WHAT THIS TASK INVOLVES: Only the number is needed: how many lines of the entries below contain the word "tests".

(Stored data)
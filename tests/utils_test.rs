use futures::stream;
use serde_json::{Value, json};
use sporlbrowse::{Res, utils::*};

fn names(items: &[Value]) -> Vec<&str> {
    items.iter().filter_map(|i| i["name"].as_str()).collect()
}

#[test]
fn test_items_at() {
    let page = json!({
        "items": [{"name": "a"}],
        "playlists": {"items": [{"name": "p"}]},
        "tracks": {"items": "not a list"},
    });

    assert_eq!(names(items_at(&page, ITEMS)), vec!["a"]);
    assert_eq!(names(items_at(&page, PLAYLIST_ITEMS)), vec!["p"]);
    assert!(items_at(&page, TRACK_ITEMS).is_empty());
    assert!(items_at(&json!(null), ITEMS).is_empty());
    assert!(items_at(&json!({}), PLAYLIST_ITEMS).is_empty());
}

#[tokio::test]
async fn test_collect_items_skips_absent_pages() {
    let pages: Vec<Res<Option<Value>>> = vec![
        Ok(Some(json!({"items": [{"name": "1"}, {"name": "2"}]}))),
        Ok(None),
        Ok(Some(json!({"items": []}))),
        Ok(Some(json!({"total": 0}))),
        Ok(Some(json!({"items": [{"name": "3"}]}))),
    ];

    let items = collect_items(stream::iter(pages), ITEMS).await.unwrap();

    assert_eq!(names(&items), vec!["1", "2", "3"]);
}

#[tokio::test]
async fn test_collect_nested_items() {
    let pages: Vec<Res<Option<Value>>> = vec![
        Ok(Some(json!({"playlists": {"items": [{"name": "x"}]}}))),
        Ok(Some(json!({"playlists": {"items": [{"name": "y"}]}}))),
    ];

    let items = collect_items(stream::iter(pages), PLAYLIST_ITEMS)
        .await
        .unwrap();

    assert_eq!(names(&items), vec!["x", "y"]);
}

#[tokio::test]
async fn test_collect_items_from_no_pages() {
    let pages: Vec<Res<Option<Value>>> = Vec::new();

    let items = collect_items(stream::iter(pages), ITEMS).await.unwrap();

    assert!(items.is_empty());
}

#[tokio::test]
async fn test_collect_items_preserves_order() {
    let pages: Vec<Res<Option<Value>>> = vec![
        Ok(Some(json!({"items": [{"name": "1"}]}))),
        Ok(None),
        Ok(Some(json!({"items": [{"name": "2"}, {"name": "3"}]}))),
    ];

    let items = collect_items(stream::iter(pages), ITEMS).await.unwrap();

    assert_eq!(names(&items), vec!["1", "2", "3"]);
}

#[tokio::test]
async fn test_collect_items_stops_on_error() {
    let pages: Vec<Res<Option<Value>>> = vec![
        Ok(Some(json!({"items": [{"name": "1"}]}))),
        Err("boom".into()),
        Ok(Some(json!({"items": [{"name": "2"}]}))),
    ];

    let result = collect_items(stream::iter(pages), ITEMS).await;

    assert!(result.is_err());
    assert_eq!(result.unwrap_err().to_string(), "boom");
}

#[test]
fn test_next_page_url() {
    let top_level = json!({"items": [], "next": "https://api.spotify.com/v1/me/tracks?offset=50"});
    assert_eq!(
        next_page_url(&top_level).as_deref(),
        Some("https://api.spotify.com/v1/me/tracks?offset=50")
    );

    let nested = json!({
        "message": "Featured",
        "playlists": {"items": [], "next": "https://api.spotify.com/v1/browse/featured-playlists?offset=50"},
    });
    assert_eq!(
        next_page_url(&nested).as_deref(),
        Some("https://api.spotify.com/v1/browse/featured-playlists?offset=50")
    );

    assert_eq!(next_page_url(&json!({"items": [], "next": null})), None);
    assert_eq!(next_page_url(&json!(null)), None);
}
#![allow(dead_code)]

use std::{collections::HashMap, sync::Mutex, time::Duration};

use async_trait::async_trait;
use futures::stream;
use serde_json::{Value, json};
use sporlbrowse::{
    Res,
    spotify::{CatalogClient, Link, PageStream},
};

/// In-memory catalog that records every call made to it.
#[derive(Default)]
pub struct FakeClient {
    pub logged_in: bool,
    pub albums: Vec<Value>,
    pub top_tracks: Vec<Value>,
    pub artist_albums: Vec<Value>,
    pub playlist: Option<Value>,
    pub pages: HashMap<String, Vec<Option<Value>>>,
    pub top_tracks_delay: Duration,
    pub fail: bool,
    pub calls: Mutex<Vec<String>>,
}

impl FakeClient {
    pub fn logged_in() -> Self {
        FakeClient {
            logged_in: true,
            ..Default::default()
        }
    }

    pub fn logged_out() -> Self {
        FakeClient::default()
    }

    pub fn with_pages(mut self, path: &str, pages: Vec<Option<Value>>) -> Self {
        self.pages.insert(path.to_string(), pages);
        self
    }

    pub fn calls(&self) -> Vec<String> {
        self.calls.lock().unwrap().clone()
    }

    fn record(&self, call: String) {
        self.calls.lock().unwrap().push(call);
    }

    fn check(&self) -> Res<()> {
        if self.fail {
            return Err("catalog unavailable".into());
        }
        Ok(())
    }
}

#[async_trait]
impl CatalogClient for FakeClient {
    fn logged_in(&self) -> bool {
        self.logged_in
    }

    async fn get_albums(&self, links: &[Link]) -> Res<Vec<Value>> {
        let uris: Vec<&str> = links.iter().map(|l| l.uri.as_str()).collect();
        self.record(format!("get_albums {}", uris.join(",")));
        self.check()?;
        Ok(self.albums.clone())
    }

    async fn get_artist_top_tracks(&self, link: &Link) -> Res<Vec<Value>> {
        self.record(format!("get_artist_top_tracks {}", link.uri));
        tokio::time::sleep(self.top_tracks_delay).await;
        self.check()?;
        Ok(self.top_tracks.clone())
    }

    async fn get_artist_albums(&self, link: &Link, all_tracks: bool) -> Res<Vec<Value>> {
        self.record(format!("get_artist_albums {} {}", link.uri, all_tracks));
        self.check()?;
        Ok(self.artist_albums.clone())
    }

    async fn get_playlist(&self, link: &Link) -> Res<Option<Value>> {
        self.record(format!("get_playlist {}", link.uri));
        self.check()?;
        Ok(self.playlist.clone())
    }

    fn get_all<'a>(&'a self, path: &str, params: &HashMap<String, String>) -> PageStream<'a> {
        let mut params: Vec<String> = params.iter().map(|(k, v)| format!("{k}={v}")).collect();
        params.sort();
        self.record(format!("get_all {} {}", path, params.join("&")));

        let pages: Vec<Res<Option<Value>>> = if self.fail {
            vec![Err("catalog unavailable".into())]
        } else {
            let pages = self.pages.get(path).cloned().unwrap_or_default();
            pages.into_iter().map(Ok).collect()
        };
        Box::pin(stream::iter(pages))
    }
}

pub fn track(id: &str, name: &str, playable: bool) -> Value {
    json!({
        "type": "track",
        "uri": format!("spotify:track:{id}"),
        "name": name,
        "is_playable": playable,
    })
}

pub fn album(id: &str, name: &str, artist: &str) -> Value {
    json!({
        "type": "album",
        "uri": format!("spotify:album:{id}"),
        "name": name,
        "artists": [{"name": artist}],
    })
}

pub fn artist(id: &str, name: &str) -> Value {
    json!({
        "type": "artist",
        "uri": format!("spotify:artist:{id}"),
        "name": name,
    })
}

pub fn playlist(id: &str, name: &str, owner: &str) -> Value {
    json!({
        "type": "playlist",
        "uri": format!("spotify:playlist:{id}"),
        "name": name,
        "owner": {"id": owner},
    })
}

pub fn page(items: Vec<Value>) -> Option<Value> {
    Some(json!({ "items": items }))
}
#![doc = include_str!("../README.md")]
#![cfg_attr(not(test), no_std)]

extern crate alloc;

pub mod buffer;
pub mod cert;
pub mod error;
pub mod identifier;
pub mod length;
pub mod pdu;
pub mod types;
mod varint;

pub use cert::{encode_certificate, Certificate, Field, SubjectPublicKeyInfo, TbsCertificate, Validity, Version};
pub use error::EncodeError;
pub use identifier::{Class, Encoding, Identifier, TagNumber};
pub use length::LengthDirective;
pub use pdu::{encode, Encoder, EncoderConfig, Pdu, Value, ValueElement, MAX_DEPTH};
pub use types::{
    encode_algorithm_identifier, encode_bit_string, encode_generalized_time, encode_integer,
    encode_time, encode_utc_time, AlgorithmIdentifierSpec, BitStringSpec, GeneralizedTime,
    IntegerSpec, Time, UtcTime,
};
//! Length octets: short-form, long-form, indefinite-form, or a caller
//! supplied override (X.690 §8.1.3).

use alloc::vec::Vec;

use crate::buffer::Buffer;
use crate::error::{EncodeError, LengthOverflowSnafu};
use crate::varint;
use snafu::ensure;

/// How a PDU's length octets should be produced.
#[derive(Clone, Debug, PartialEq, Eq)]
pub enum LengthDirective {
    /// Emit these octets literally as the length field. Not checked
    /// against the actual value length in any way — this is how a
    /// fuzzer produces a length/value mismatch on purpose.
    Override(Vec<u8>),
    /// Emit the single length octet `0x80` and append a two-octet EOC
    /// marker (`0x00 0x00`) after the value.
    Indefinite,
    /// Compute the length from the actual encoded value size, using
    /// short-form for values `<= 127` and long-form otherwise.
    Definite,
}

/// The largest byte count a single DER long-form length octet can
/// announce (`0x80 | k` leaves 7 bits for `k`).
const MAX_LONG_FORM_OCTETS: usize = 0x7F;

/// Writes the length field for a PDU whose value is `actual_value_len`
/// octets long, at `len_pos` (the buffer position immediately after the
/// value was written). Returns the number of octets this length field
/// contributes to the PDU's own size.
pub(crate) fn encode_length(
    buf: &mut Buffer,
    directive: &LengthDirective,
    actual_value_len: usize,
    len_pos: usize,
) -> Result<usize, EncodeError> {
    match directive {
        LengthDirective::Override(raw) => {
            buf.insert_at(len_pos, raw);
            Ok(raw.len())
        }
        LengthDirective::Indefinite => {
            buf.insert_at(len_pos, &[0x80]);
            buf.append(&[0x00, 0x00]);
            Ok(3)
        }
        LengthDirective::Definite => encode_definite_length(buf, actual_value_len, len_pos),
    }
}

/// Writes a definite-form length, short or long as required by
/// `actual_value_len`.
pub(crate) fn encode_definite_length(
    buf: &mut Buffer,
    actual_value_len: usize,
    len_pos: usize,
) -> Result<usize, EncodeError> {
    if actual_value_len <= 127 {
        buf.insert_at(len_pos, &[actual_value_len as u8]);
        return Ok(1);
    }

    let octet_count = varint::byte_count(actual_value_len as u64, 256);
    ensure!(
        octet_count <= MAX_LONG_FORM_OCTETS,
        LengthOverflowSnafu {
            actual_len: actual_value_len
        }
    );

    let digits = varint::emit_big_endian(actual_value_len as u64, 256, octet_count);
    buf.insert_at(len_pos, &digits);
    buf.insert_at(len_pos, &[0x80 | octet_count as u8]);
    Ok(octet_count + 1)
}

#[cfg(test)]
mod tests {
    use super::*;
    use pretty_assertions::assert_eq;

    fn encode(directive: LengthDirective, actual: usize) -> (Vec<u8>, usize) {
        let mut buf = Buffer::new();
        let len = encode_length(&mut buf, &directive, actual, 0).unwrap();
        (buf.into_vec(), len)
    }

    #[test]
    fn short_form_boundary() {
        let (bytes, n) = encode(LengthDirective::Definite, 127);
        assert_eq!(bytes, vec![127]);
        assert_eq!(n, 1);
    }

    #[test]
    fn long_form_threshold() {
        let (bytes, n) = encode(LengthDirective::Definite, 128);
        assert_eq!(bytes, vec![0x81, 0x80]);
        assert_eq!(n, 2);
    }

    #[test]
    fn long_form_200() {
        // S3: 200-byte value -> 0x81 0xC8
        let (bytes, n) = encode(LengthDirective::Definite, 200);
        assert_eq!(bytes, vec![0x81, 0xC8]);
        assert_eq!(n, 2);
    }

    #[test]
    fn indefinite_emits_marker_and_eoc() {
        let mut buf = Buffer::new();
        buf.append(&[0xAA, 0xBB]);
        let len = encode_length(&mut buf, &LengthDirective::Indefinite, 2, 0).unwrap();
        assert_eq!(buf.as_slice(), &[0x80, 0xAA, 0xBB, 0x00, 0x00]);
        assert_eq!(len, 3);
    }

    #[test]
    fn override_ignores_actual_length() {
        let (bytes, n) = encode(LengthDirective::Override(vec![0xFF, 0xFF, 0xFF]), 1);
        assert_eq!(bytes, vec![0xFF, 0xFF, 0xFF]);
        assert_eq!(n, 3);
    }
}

SOLVED EXERCISE: 2